*Your goal*:
Below are some records; output all of them exactly.

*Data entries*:
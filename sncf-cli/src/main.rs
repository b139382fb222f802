//! Command line entry point for the SNCF punctuality toolkit.

use clap::Parser;
use env_logger::Env;

#[derive(Parser)]
#[command(
    name = "sncf-cli",
    version,
    about = "Fetch SNCF TGV punctuality data and derive dashboard series from it"
)]
struct Cli {
    #[command(subcommand)]
    command: sncf_cmd::Command,
}

#[tokio::main]
async fn main() -> anyhow::Result<()> {
    // Progress is logged at info; RUST_LOG overrides it.
    env_logger::Builder::from_env(Env::default().default_filter_or("info"))
        .format_timestamp_millis()
        .init();
    let cli = Cli::parse();
    sncf_cmd::run(cli.command).await
}

#[cfg(test)]
mod tests {
    use super::Cli;
    use clap::Parser;
    use sncf_cmd::Command;

    #[test]
    fn test_parse_kpis_with_filters() {
        let cli = Cli::try_parse_from([
            "sncf-cli",
            "kpis",
            "-i",
            "records.csv",
            "--from-year",
            "2021",
            "--service",
            "National",
        ])
        .unwrap();
        match cli.command {
            Command::Kpis { input, filter } => {
                assert_eq!(input, "records.csv");
                assert_eq!(filter.from_year, Some(2021));
                assert_eq!(filter.to_year, None);
                assert_eq!(filter.service.as_deref(), Some("National"));
            }
            _ => panic!("expected the kpis command"),
        }
    }

    #[test]
    fn test_metrics_requires_output() {
        assert!(Cli::try_parse_from(["sncf-cli", "metrics", "-i", "records.csv"]).is_err());
    }
}
//! Reports derived from a stored records CSV.

use anyhow::Context;
use log::{info, warn};
use serde::Serialize;
use sncf_api::record::{read_records_csv, Record};
use sncf_api::station::{Coordinates, StationTable};
use sncf_data::enrich::enrich;
use sncf_data::filter::{FilterOptions, RecordFilter};
use sncf_data::kpi::{format_thousands, Kpis};
use sncf_data::monthly::{aggregate_monthly, MonthlyMetric};
use sncf_data::stations::{map_center, station_markers, StationMarker};
use sncf_data::synthetic::SyntheticGenerator;
use std::fs::File;
use std::io::{Read, Write};

/// Map payload: markers plus where to center the view.
#[derive(Debug, Serialize)]
pub struct StationsReport {
    pub center: Option<Coordinates>,
    pub markers: Vec<StationMarker>,
}

/// Read and enrich every record of a raw CSV.
pub fn load_records<R: Read>(reader: R) -> anyhow::Result<Vec<Record>> {
    let raw = read_records_csv(reader)?;
    let records = enrich(&raw);
    info!("Loaded {} records ({} raw rows)", records.len(), raw.len());
    Ok(records)
}

fn load_selection(input_csv: &str, filter: &RecordFilter) -> anyhow::Result<Vec<Record>> {
    let file = File::open(input_csv).with_context(|| format!("Failed to open {input_csv}"))?;
    let records = load_records(file)?;
    let selection = filter.apply(&records);
    info!("{} records match the selection", selection.len());
    Ok(selection)
}

/// Monthly aggregate with the synthetic series filled in.
pub fn monthly_report(records: &[Record], seed: u64) -> anyhow::Result<Vec<MonthlyMetric>> {
    let monthly = aggregate_monthly(records);
    let mut generator = SyntheticGenerator::with_seed(seed)?;
    Ok(generator.apply(monthly))
}

pub fn write_metrics_csv<W: Write>(writer: W, metrics: &[MonthlyMetric]) -> anyhow::Result<()> {
    let mut wtr = csv::WriterBuilder::new().has_headers(true).from_writer(writer);
    for metric in metrics {
        wtr.serialize(metric)?;
    }
    wtr.flush()?;
    Ok(())
}

pub fn stations_report(records: &[Record], table: &StationTable) -> StationsReport {
    let markers = station_markers(records, table);
    StationsReport {
        center: map_center(&markers),
        markers,
    }
}

pub fn run_metrics(
    input_csv: &str,
    output_csv: &str,
    seed: u64,
    filter: &RecordFilter,
) -> anyhow::Result<()> {
    let selection = load_selection(input_csv, filter)?;
    if selection.is_empty() {
        warn!("No data available for the selected filters");
        return Ok(());
    }
    let metrics = monthly_report(&selection, seed)?;
    write_metrics_csv(File::create(output_csv)?, &metrics)?;
    info!("{} monthly rows written to {}", metrics.len(), output_csv);
    Ok(())
}

pub fn run_stations(
    input_csv: &str,
    output_json: &str,
    stations_csv: Option<&str>,
    filter: &RecordFilter,
) -> anyhow::Result<()> {
    let table = match stations_csv {
        Some(path) => {
            let data = std::fs::read_to_string(path)
                .with_context(|| format!("Failed to read {path}"))?;
            StationTable::parse_station_csv(&data)
                .map_err(|e| anyhow::anyhow!("Failed to parse stations CSV: {}", e))?
        }
        None => StationTable::embedded(),
    };

    let selection = load_selection(input_csv, filter)?;
    if selection.is_empty() {
        warn!("No data available for the selected filters");
        return Ok(());
    }
    let report = stations_report(&selection, &table);
    if report.markers.is_empty() {
        warn!("No geolocation available for the selected stations");
    }
    serde_json::to_writer_pretty(File::create(output_json)?, &report)?;
    info!(
        "{} station markers written to {}",
        report.markers.len(),
        output_json
    );
    Ok(())
}

pub fn run_kpis(input_csv: &str, filter: &RecordFilter) -> anyhow::Result<()> {
    let selection = load_selection(input_csv, filter)?;
    let Some(kpis) = Kpis::from_records(&selection) else {
        warn!("No data available for the selected filters");
        return Ok(());
    };
    println!("Planned trains:      {}", format_thousands(kpis.total_planned));
    println!("Cancellations:       {}", format_thousands(kpis.total_cancelled));
    println!("Late arrivals:       {}", format_thousands(kpis.total_late));
    println!("Mean delay (min):    {:.1}", kpis.mean_delay);
    Ok(())
}

pub fn run_options(input_csv: &str, filter: &RecordFilter) -> anyhow::Result<()> {
    let file = File::open(input_csv).with_context(|| format!("Failed to open {input_csv}"))?;
    let records = load_records(file)?;
    let options = FilterOptions::cascade(&records, filter);
    let years: Vec<String> = options.years.iter().map(|y| y.to_string()).collect();
    let services: Vec<String> = options.services.iter().map(|s| s.to_string()).collect();
    println!("Years:        {}", years.join(", "));
    println!("Services:     {}", services.join(", "));
    println!("Origins:      {}", options.origins.join(", "));
    println!("Destinations: {}", options.destinations.join(", "));
    Ok(())
}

*Answer to this problem*:
filename sncf-cli/src/main.rs
repository b139382fb222f802
//! Command line entry point for the SNCF punctuality toolkit.

use clap::Parser;
use env_logger::Env;

#[derive(Parser)]
#[command(
    name = "sncf-cli",
    version,
    about = "Fetch SNCF TGV punctuality data and derive dashboard series from it"
)]
struct Cli {
    #[command(subcommand)]
    command: sncf_cmd::Command,
}

#[tokio::main]
async fn main() -> anyhow::Result<()> {
    // Progress is logged at info; RUST_LOG overrides it.
    env_logger::Builder::from_env(Env::default().default_filter_or("info"))
        .format_timestamp_millis()
        .init();
    let cli = Cli::parse();
    sncf_cmd::run(cli.command).await
}

#[cfg(test)]
mod tests {
    use super::Cli;
    use clap::Parser;
    use sncf_cmd::Command;

    #[test]
    fn test_parse_kpis_with_filters() {
        let cli = Cli::try_parse_from([
            "sncf-cli",
            "kpis",
            "-i",
            "records.csv",
            "--from-year",
            "2021",
            "--service",
            "National",
        ])
        .unwrap();
        match cli.command {
            Command::Kpis { input, filter } => {
                assert_eq!(input, "records.csv");
                assert_eq!(filter.from_year, Some(2021));
                assert_eq!(filter.to_year, None);
                assert_eq!(filter.service.as_deref(), Some("National"));
            }
            _ => panic!("expected the kpis command"),
        }
    }

    #[test]
    fn test_metrics_requires_output() {
        assert!(Cli::try_parse_from(["sncf-cli", "metrics", "-i", "records.csv"]).is_err());
    }
}
//! Reports derived from a stored records CSV.

use anyhow::Context;
use log::{info, warn};
use serde::Serialize;
use sncf_api::record::{read_records_csv, Record};
use sncf_api::station::{Coordinates, StationTable};
use sncf_data::enrich::enrich;
use sncf_data::filter::{FilterOptions, RecordFilter};
use sncf_data::kpi::{format_thousands, Kpis};
use sncf_data::monthly::{aggregate_monthly, MonthlyMetric};
use sncf_data::stations::{map_center, station_markers, StationMarker};
use sncf_data::synthetic::SyntheticGenerator;
use std::fs::File;
use std::io::{Read, Write};

/// Map payload: markers plus where to center the view.
#[derive(Debug, Serialize)]
pub struct StationsReport {
    pub center: Option<Coordinates>,
    pub markers: Vec<StationMarker>,
}

/// Read and enrich every record of a raw CSV.
pub fn load_records<R: Read>(reader: R) -> anyhow::Result<Vec<Record>> {
    let raw = read_records_csv(reader)?;
    let records = enrich(&raw);
    info!("Loaded {} records ({} raw rows)", records.len(), raw.len());
    Ok(records)
}

fn load_selection(input_csv: &str, filter: &RecordFilter) -> anyhow::Result<Vec<Record>> {
    let file = File::open(input_csv).with_context(|| format!("Failed to open {input_csv}"))?;
    let records = load_records(file)?;
    let selection = filter.apply(&records);
    info!("{} records match the selection", selection.len());
    Ok(selection)
}

/// Monthly aggregate with the synthetic series filled in.
pub fn monthly_report(records: &[Record], seed: u64) -> anyhow::Result<Vec<MonthlyMetric>> {
    let monthly = aggregate_monthly(records);
    let mut generator = SyntheticGenerator::with_seed(seed)?;
    Ok(generator.apply(monthly))
}

pub fn write_metrics_csv<W: Write>(writer: W, metrics: &[MonthlyMetric]) -> anyhow::Result<()> {
    let mut wtr = csv::WriterBuilder::new().has_headers(true).from_writer(writer);
    for metric in metrics {
        wtr.serialize(metric)?;
    }
    wtr.flush()?;
    Ok(())
}

pub fn stations_report(records: &[Record], table: &StationTable) -> StationsReport {
    let markers = station_markers(records, table);
    StationsReport {
        center: map_center(&markers),
        markers,
    }
}

pub fn run_metrics(
    input_csv: &str,
    output_csv: &str,
    seed: u64,
    filter: &RecordFilter,
) -> anyhow::Result<()> {
    let selection = load_selection(input_csv, filter)?;
    if selection.is_empty() {
        warn!("No data available for the selected filters");
        return Ok(());
    }
    let metrics = monthly_report(&selection, seed)?;
    write_metrics_csv(File::create(output_csv)?, &metrics)?;
    info!("{} monthly rows written to {}", metrics.len(), output_csv);
    Ok(())
}

pub fn run_stations(
    input_csv: &str,
    output_json: &str,
    stations_csv: Option<&str>,
    filter: &RecordFilter,
) -> anyhow::Result<()> {
    let table = match stations_csv {
        Some(path) => {
            let data = std::fs::read_to_string(path)
                .with_context(|| format!("Failed to read {path}"))?;
            StationTable::parse_station_csv(&data)
                .map_err(|e| anyhow::anyhow!("Failed to parse stations CSV: {}", e))?
        }
        None => StationTable::embedded(),
    };

    let selection = load_selection(input_csv, filter)?;
    if selection.is_empty() {
        warn!("No data available for the selected filters");
        return Ok(());
    }
    let report = stations_report(&selection, &table);
    if report.markers.is_empty() {
        warn!("No geolocation available for the selected stations");
    }
    serde_json::to_writer_pretty(File::create(output_json)?, &report)?;
    info!(
        "{} station markers written to {}",
        report.markers.len(),
        output_json
    );
    Ok(())
}

pub fn run_kpis(input_csv: &str, filter: &RecordFilter) -> anyhow::Result<()> {
    let selection = load_selection(input_csv, filter)?;
    let Some(kpis) = Kpis::from_records(&selection) else {
        warn!("No data available for the selected filters");
        return Ok(());
    };
    println!("Planned trains:      {}", format_thousands(kpis.total_planned));
    println!("Cancellations:       {}", format_thousands(kpis.total_cancelled));
    println!("Late arrivals:       {}", format_thousands(kpis.total_late));
    println!("Mean delay (min):    {:.1}", kpis.mean_delay);
    Ok(())
}

pub fn run_options(input_csv: &str, filter: &RecordFilter) -> anyhow::Result<()> {
    let file = File::open(input_csv).with_context(|| format!("Failed to open {input_csv}"))?;
    let records = load_records(file)?;
    let options = FilterOptions::cascade(&records, filter);
    let years: Vec<String> = options.years.iter().map(|y| y.to_string()).collect();
    let services: Vec<String> = options.services.iter().map(|s| s.to_string()).collect();
    println!("Years:        {}", years.join(", "));
    println!("Services:     {}", services.join(", "));
    println!("Origins:      {}", options.origins.join(", "));
    println!("Destinations: {}", options.destinations.join(", "));
    Ok(())
}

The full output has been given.